Moderne Philosophen widmen der Analyse von Emotionen im Ganzen gesehen wenig Zeit. Charakteristisch und äußerst einflussreich sind Strawsons Bezug auf „reaktive Haltungen und Empfindungen“, einschließlich Schuld, Groll und Entrüstung, die alle der Beziehung eines fremden Willens zu uns nachgehen,7 sowie R. Jay Wallaces hochgradig abstrakte, aber gleichwohl nützliche Beschreibung einer Klasse von „reaktiven Emotionen“, die in Beziehung zu Bewertungen und Einschätzungen stehen.8 Selbst in Kontexten, in denen es außerordentlich wichtig scheinen könnte, welche Haltung sinnvoll ist, lassen sich Philosophen allzu oft von Strawson leiten.9 Mittlerweile haben die Kognitionspsychologen reichlich Material für eine detaillierte Analyse der Elemente des Zorns vorgelegt;10 weil sie aber nicht auf Definitionen aus sind, bringen sie das Material in der Regel nicht in eine philosophische Ordnung.
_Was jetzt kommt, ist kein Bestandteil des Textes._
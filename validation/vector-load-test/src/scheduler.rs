//! Round-based fan-out of concurrent invocations.
//!
//! The run is split into `total_rounds` sequential rounds. Each round
//! spawns `units_per_round` invocations into a [`JoinSet`], picks write or
//! query for each one, and joins every task before the next round starts.
//! Peak concurrency is therefore exactly `units_per_round`, and rounds are
//! never pipelined.
//!
//! A failed invocation stops further issuance in its round. Tasks that
//! were already spawned are still awaited, then the run aborts with the
//! round index and operation class of the first failure.

use std::sync::atomic::{AtomicBool, Ordering};
use std::sync::Arc;

use indicatif::ProgressBar;
use rand::prelude::*;
use tokio::task::JoinSet;
use tracing::{debug, error, info, instrument, warn};

use crate::config::ClassSelection;
use crate::context::RunContext;
use crate::error::{HarnessError, Result};
use crate::executor;
use crate::workload::OperationClass;

/// RNG stream reserved for class selection.
const SELECTION_STREAM: u64 = u64::MAX;

/// Lifecycle of a scheduler.
#[derive(Debug, Clone, Copy, PartialEq, Eq)]
pub enum SchedulerState {
    Idle,
    RoundRunning { round: u64 },
    RoundComplete { round: u64 },
    Finished,
    Aborted { round: u64 },
}

/// Picks the operation class for each invocation.
pub struct ClassSelector {
    selection: ClassSelection,
    rng: StdRng,
}

impl ClassSelector {
    pub fn new(selection: ClassSelection, rng: StdRng) -> Self {
        Self { selection, rng }
    }

    pub fn next_class(&mut self) -> OperationClass {
        match self.selection {
            ClassSelection::Random { write_ratio } => {
                if self.rng.gen_bool(write_ratio) {
                    OperationClass::Write
                } else {
                    OperationClass::Query
                }
            }
            ClassSelection::Always { class } => class,
        }
    }
}

/// Drives the measured phase of a run.
pub struct RoundScheduler {
    ctx: Arc<RunContext>,
    total_rounds: u64,
    units_per_round: usize,
    selector: ClassSelector,
    state: SchedulerState,
    progress: ProgressBar,
    rounds_completed: u64,
    invocations_issued: u64,
}

impl RoundScheduler {
    /// Create a scheduler for the round layout in the context's configuration.
    pub fn new(ctx: Arc<RunContext>) -> Self {
        let workload = &ctx.config().workload;
        let total_rounds = workload.total_rounds;
        let units_per_round = workload.units_per_round;
        let selector = ClassSelector::new(
            workload.selection.clone(),
            ctx.generator().rng_for(SELECTION_STREAM),
        );

        Self {
            ctx,
            total_rounds,
            units_per_round,
            selector,
            state: SchedulerState::Idle,
            progress: ProgressBar::hidden(),
            rounds_completed: 0,
            invocations_issued: 0,
        }
    }

    /// Advance the given progress bar once per completed round.
    pub fn with_progress(mut self, progress: ProgressBar) -> Self {
        self.progress = progress;
        self
    }

    pub fn state(&self) -> SchedulerState {
        self.state
    }

    pub fn rounds_completed(&self) -> u64 {
        self.rounds_completed
    }

    pub fn invocations_issued(&self) -> u64 {
        self.invocations_issued
    }

    /// Run every round, stopping at the first fatal error.
    #[instrument(skip(self), fields(rounds = self.total_rounds, units = self.units_per_round))]
    pub async fn run(&mut self) -> Result<()> {
        info!("Starting measured rounds");

        for round in 0..self.total_rounds {
            self.state = SchedulerState::RoundRunning { round };
            if let Err(e) = self.run_round(round).await {
                self.state = SchedulerState::Aborted { round };
                self.progress.abandon_with_message(format!("aborted in round {}", round));
                error!(round, error = %e, "Run aborted");
                return Err(e);
            }
            self.state = SchedulerState::RoundComplete { round };
            self.rounds_completed += 1;
            self.progress.inc(1);
        }

        self.state = SchedulerState::Finished;
        self.progress.finish_with_message("complete");
        info!(
            rounds = self.rounds_completed,
            invocations = self.invocations_issued,
            "All rounds complete"
        );
        Ok(())
    }

    /// Fan out one round and wait for all of it.
    async fn run_round(&mut self, round: u64) -> Result<()> {
        let abort = Arc::new(AtomicBool::new(false));
        let mut tasks = JoinSet::new();

        for unit in 0..self.units_per_round {
            if abort.load(Ordering::Acquire) {
                warn!(
                    round,
                    skipped = self.units_per_round - unit,
                    "Invocation failed, not issuing the rest of the round"
                );
                break;
            }

            let class = self.selector.next_class();
            let sequence = round * self.units_per_round as u64 + unit as u64;
            let ctx = self.ctx.clone();
            let abort = abort.clone();

            tasks.spawn(async move {
                let work = ctx.build_unit(class, sequence);
                let result = executor::execute(&ctx, work).await;
                if result.is_err() {
                    abort.store(true, Ordering::Release);
                }
                (class, result)
            });
            self.invocations_issued += 1;
        }

        let mut first_error = None;
        while let Some(joined) = tasks.join_next().await {
            let failure = match joined {
                Ok((_, Ok(()))) => continue,
                Ok((class, Err(source))) => {
                    warn!(round, %class, error = %source, "Invocation failed");
                    HarnessError::Backend {
                        class,
                        round,
                        source,
                    }
                }
                Err(e) => HarnessError::TaskJoin {
                    round,
                    message: e.to_string(),
                },
            };
            first_error.get_or_insert(failure);
        }

        debug!(round, "Round drained");
        match first_error {
            Some(e) => Err(e),
            None => Ok(()),
        }
    }
}
//! End-to-end runs against the in-process backend.

mod common;

use std::sync::Arc;
use std::time::Duration;

use common::{always, line_count, test_config, Event, MockBackend};
use vector_load_test::config::LatencyRecording;
use vector_load_test::{
    BackendError, HarnessError, LoadRunner, OperationClass, RoundScheduler, RunContext,
    SchedulerState,
};

fn runner(config: vector_load_test::RunConfig, backend: &Arc<MockBackend>) -> LoadRunner {
    LoadRunner::with_backends(config, backend.clone(), backend.clone())
}

// ============================================================================
// Invocation counts
// ============================================================================

#[tokio::test]
async fn test_issues_exactly_rounds_times_units() {
    let dir = tempfile::tempdir().unwrap();
    let backend = Arc::new(MockBackend::new());
    let config = test_config(dir.path(), 6, 5);

    let outcome = runner(config.clone(), &backend).run().await.unwrap();

    assert!(outcome.error.is_none());
    assert_eq!(outcome.summary.invocations_issued, 30);
    assert_eq!(outcome.summary.rounds_completed, 6);
    assert_eq!(outcome.summary.samples_total(), 30);
    assert_eq!(backend.calls(), 30);

    let written = line_count(&config.output.path_for(OperationClass::Write))
        + line_count(&config.output.path_for(OperationClass::Query));
    assert_eq!(written, 30);
}

#[tokio::test]
async fn test_zero_units_per_round_is_a_noop() {
    let dir = tempfile::tempdir().unwrap();
    let backend = Arc::new(MockBackend::new());
    let config = test_config(dir.path(), 5, 0);

    let outcome = runner(config.clone(), &backend).run().await.unwrap();

    assert!(outcome.error.is_none());
    assert_eq!(outcome.summary.rounds_completed, 5);
    assert_eq!(outcome.summary.samples_total(), 0);
    assert_eq!(backend.calls(), 0);
    for class in OperationClass::ALL {
        let meta = std::fs::metadata(config.output.path_for(class)).unwrap();
        assert_eq!(meta.len(), 0);
    }
}

#[tokio::test]
async fn test_zero_rounds_finishes_immediately() {
    let dir = tempfile::tempdir().unwrap();
    let backend = Arc::new(MockBackend::new());
    let config = test_config(dir.path(), 0, 12);

    let outcome = runner(config, &backend).run().await.unwrap();

    assert!(outcome.error.is_none());
    assert_eq!(outcome.summary.rounds_completed, 0);
    assert_eq!(outcome.summary.invocations_issued, 0);
    assert_eq!(backend.calls(), 0);
}

#[tokio::test]
async fn test_forced_write_round() {
    let dir = tempfile::tempdir().unwrap();
    let backend = Arc::new(MockBackend::new());
    let mut config = test_config(dir.path(), 1, 10);
    config.workload.selection = always(OperationClass::Write);

    let outcome = runner(config, &backend).run().await.unwrap();

    assert_eq!(outcome.summary.writes.count, 10);
    assert_eq!(outcome.summary.queries.count, 0);
    assert_eq!(outcome.summary.iterations_consumed, 10);
    // 10 iterations x 3 rows, all distinct
    assert_eq!(backend.inserted_keys().len(), 30);
    assert_eq!(backend.distinct_keys(), 30);
}

#[tokio::test]
async fn test_forced_query_round_consumes_no_iterations() {
    let dir = tempfile::tempdir().unwrap();
    let backend = Arc::new(MockBackend::new());
    let mut config = test_config(dir.path(), 2, 4);
    config.workload.selection = always(OperationClass::Query);

    let outcome = runner(config, &backend).run().await.unwrap();

    assert_eq!(outcome.summary.queries.count, 8);
    assert_eq!(outcome.summary.writes.count, 0);
    assert_eq!(outcome.summary.iterations_consumed, 0);
}

// ============================================================================
// Concurrency invariants
// ============================================================================

#[tokio::test(flavor = "multi_thread", worker_threads = 4)]
async fn test_iteration_indices_unique_under_concurrency() {
    let dir = tempfile::tempdir().unwrap();
    let backend = Arc::new(MockBackend {
        delay: Duration::from_millis(1),
        ..MockBackend::new()
    });
    let mut config = test_config(dir.path(), 20, 16);
    config.workload.selection = always(OperationClass::Write);
    config.workload.rows_per_insert = 2;

    let outcome = runner(config, &backend).run().await.unwrap();

    assert_eq!(outcome.summary.iterations_consumed, 320);
    assert_eq!(backend.inserted_keys().len(), 640);
    assert_eq!(backend.distinct_keys(), 640);
}

#[tokio::test(flavor = "multi_thread", worker_threads = 4)]
async fn test_rounds_never_overlap() {
    let dir = tempfile::tempdir().unwrap();
    let backend = Arc::new(MockBackend {
        delay: Duration::from_millis(2),
        jitter: true,
        ..MockBackend::new()
    });
    let units = 8;
    let config = test_config(dir.path(), 6, units);

    let outcome = runner(config, &backend).run().await.unwrap();
    assert!(outcome.error.is_none());

    // The k-th call to start belongs to round k / units; every call of the
    // earlier rounds must have ended before it started.
    let mut starts = 0;
    let mut ends = 0;
    for event in backend.events() {
        match event {
            Event::Start => {
                let round = starts / units;
                assert!(
                    ends >= round * units,
                    "call {} of round {} started with only {} calls finished",
                    starts,
                    round,
                    ends
                );
                starts += 1;
            }
            Event::End => ends += 1,
        }
    }
    assert_eq!(starts, 48);
    assert_eq!(ends, 48);
    assert!(backend.max_in_flight() <= units);
}

#[tokio::test(flavor = "multi_thread", worker_threads = 2)]
async fn test_independent_runs_share_nothing() {
    let dir_a = tempfile::tempdir().unwrap();
    let dir_b = tempfile::tempdir().unwrap();
    let backend_a = Arc::new(MockBackend::new());
    let backend_b = Arc::new(MockBackend::new());
    let mut config_a = test_config(dir_a.path(), 3, 4);
    let mut config_b = test_config(dir_b.path(), 2, 5);
    config_a.workload.selection = always(OperationClass::Write);
    config_b.workload.selection = always(OperationClass::Write);

    let runner_a = runner(config_a, &backend_a);
    let runner_b = runner(config_b, &backend_b);
    let (a, b) = tokio::join!(runner_a.run(), runner_b.run());

    assert_eq!(a.unwrap().summary.iterations_consumed, 12);
    assert_eq!(b.unwrap().summary.iterations_consumed, 10);
    // Both runs start their key space at zero
    assert!(backend_a.inserted_keys().contains(&0));
    assert!(backend_b.inserted_keys().contains(&0));
}

// ============================================================================
// Failure handling
// ============================================================================

#[tokio::test]
async fn test_failure_mid_round_drains_round_then_aborts() {
    let dir = tempfile::tempdir().unwrap();
    let backend = Arc::new(MockBackend::failing_on_call(3));
    let config = test_config(dir.path(), 3, 10);

    let outcome = runner(config.clone(), &backend).run().await.unwrap();

    match &outcome.error {
        Some(HarnessError::Backend { round, .. }) => assert_eq!(*round, 0),
        other => panic!("expected backend error, got {:?}", other),
    }
    // All ten invocations of round 0 ran, round 1 never started
    assert_eq!(backend.calls(), 10);
    assert_eq!(outcome.summary.invocations_issued, 10);
    assert_eq!(outcome.summary.rounds_completed, 0);
    // Default policy records the failed call as well
    assert_eq!(outcome.summary.samples_total(), 10);
    assert!(outcome.summary.aborted.is_some());

    let exported = line_count(&config.output.path_for(OperationClass::Write))
        + line_count(&config.output.path_for(OperationClass::Query));
    assert_eq!(exported, 10);
}

#[tokio::test]
async fn test_success_only_recording_skips_failed_call() {
    let dir = tempfile::tempdir().unwrap();
    let backend = Arc::new(MockBackend::failing_on_call(3));
    let mut config = test_config(dir.path(), 3, 10);
    config.workload.latency_recording = LatencyRecording::SuccessOnly;

    let outcome = runner(config, &backend).run().await.unwrap();

    assert!(outcome.error.is_some());
    assert_eq!(outcome.summary.samples_total(), 9);
}

#[tokio::test]
async fn test_deadline_expiry_is_backend_timeout() {
    let dir = tempfile::tempdir().unwrap();
    let backend = Arc::new(MockBackend {
        delay: Duration::from_millis(500),
        ..MockBackend::new()
    });
    let mut config = test_config(dir.path(), 2, 2);
    config.backend.call_timeout_ms = Some(20);

    let outcome = runner(config, &backend).run().await.unwrap();

    match outcome.error {
        Some(HarnessError::Backend {
            round: 0,
            source: BackendError::Timeout(20),
            ..
        }) => {}
        other => panic!("expected timeout in round 0, got {:?}", other),
    }
    assert_eq!(outcome.summary.rounds_completed, 0);
    assert_eq!(outcome.summary.samples_total(), 2);
}

#[tokio::test]
async fn test_setup_failure_still_exports_empty_series() {
    let dir = tempfile::tempdir().unwrap();
    let backend = Arc::new(MockBackend {
        fail_setup: Some("create_collection"),
        ..MockBackend::new()
    });
    let config = test_config(dir.path(), 3, 3);

    let outcome = runner(config.clone(), &backend).run().await.unwrap();

    match &outcome.error {
        Some(HarnessError::Setup { step, .. }) => assert_eq!(*step, "create_collection"),
        other => panic!("expected setup error, got {:?}", other),
    }
    assert_eq!(backend.calls(), 0);
    assert_eq!(outcome.summary.invocations_issued, 0);
    for class in OperationClass::ALL {
        assert!(config.output.path_for(class).exists());
    }
}

// ============================================================================
// Setup and preload
// ============================================================================

#[tokio::test]
async fn test_setup_recreates_existing_collection() {
    let dir = tempfile::tempdir().unwrap();
    let backend = Arc::new(MockBackend {
        collection_exists: true,
        ..MockBackend::new()
    });
    let config = test_config(dir.path(), 0, 0);

    runner(config, &backend).run().await.unwrap();

    assert_eq!(
        backend.setup_calls(),
        vec![
            "has_collection",
            "drop_collection",
            "create_collection",
            "create_index",
            "create_partition",
            "load_collection",
        ]
    );
}

#[tokio::test]
async fn test_setup_reuses_collection_without_recreate() {
    let dir = tempfile::tempdir().unwrap();
    let backend = Arc::new(MockBackend {
        collection_exists: true,
        ..MockBackend::new()
    });
    let mut config = test_config(dir.path(), 0, 0);
    config.collection.recreate = false;

    runner(config, &backend).run().await.unwrap();

    assert_eq!(
        backend.setup_calls(),
        vec!["has_collection", "load_collection"]
    );
}

#[tokio::test]
async fn test_preload_claims_iterations_without_samples() {
    let dir = tempfile::tempdir().unwrap();
    let backend = Arc::new(MockBackend::new());
    let mut config = test_config(dir.path(), 1, 3);
    config.workload.preload_batches = 2;
    config.workload.selection = always(OperationClass::Write);

    let outcome = runner(config, &backend).run().await.unwrap();

    assert_eq!(outcome.summary.iterations_consumed, 5);
    assert_eq!(outcome.summary.writes.count, 3);
    assert_eq!(backend.distinct_keys(), 15);
}

// ============================================================================
// Scheduler directly
// ============================================================================

#[tokio::test]
async fn test_scheduler_state_transitions() {
    let dir = tempfile::tempdir().unwrap();
    let backend = Arc::new(MockBackend::new());
    let config = Arc::new(test_config(dir.path(), 2, 3));
    let ctx = Arc::new(RunContext::new(config, backend.clone(), backend.clone()));

    let mut scheduler = RoundScheduler::new(ctx.clone());
    assert_eq!(scheduler.state(), SchedulerState::Idle);

    scheduler.run().await.unwrap();

    assert_eq!(scheduler.state(), SchedulerState::Finished);
    assert_eq!(scheduler.rounds_completed(), 2);
    assert_eq!(ctx.recorder().len(OperationClass::Write) + ctx.recorder().len(OperationClass::Query), 6);
}

#[tokio::test]
async fn test_scheduler_reports_abort_round() {
    let dir = tempfile::tempdir().unwrap();
    // Second round's first call fails
    let backend = Arc::new(MockBackend::failing_on_call(4));
    let config = Arc::new(test_config(dir.path(), 5, 3));
    let ctx = Arc::new(RunContext::new(config, backend.clone(), backend.clone()));

    let mut scheduler = RoundScheduler::new(ctx);
    let err = scheduler.run().await.unwrap_err();

    assert_eq!(err.round(), Some(1));
    assert_eq!(scheduler.state(), SchedulerState::Aborted { round: 1 });
    assert_eq!(scheduler.rounds_completed(), 1);
    assert_eq!(backend.calls(), 6);
}

#[tokio::test]
async fn test_seeded_runs_pick_the_same_classes() {
    let mut sequences = Vec::new();
    for _ in 0..2 {
        let dir = tempfile::tempdir().unwrap();
        let backend = Arc::new(MockBackend::new());
        let mut config = test_config(dir.path(), 8, 1);
        config.workload.seed = Some(2024);

        runner(config, &backend).run().await.unwrap();
        sequences.push(backend.classes());
    }
    assert_eq!(sequences[0].len(), 8);
    assert_eq!(sequences[0], sequences[1]);
}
In Übereinstimmung mit den meisten traditionellen philosophischen Definitionen des Zorns werde ich argumentieren, dass die Vorstellung der Vergeltung oder des Zurückzahlens – in welcher subtilen Form auch immer – zum Zorn und seinem Begriff gehört. Dann werde ich argumentieren, dass die Vergeltungsvorstellung normativ ein Problem darstellt – und folglich auch der Zorn. Es gibt zwei Möglichkeiten: Entweder konzentriert sich der Zorn auf eine erhebliche Rechtsverletzung wie etwa einen Mord oder eine Vergewaltigung, oder er bezieht sich lediglich auf die Bedeutung, die das Vergehen für den relativen Status des Opfers hat – wie bei der von Aristoteles sogenannten „Herabsetzung“. Im ersten Fall ergibt der Gedanke an Vergeltung keinen Sinn, weil die Verletzung des Opfers nicht aus der Welt geschafft oder in einem konstruktiven Sinne bewältigt wird, indem man dem Täter Schmerz zufügt. Im zweiten Fall ist sie nur allzu sinnvoll, da Vergeltung zu einer Umkehrung der Positionen führen kann. Allerdings sind dabei die beteiligten Wertvorstellungen verzerrt: Der relative Status sollte kein solches Gewicht haben. Im Zuge der Verteidigung dieser Argumente erkenne ich schließlich einen Grenzfall des Zorns, der von diesen Mängeln frei ist, und ich schildere und befürworte einen Übergang vom Zorn zum konstruktiven Denken, das auf das künftige Wohl gerichtet ist.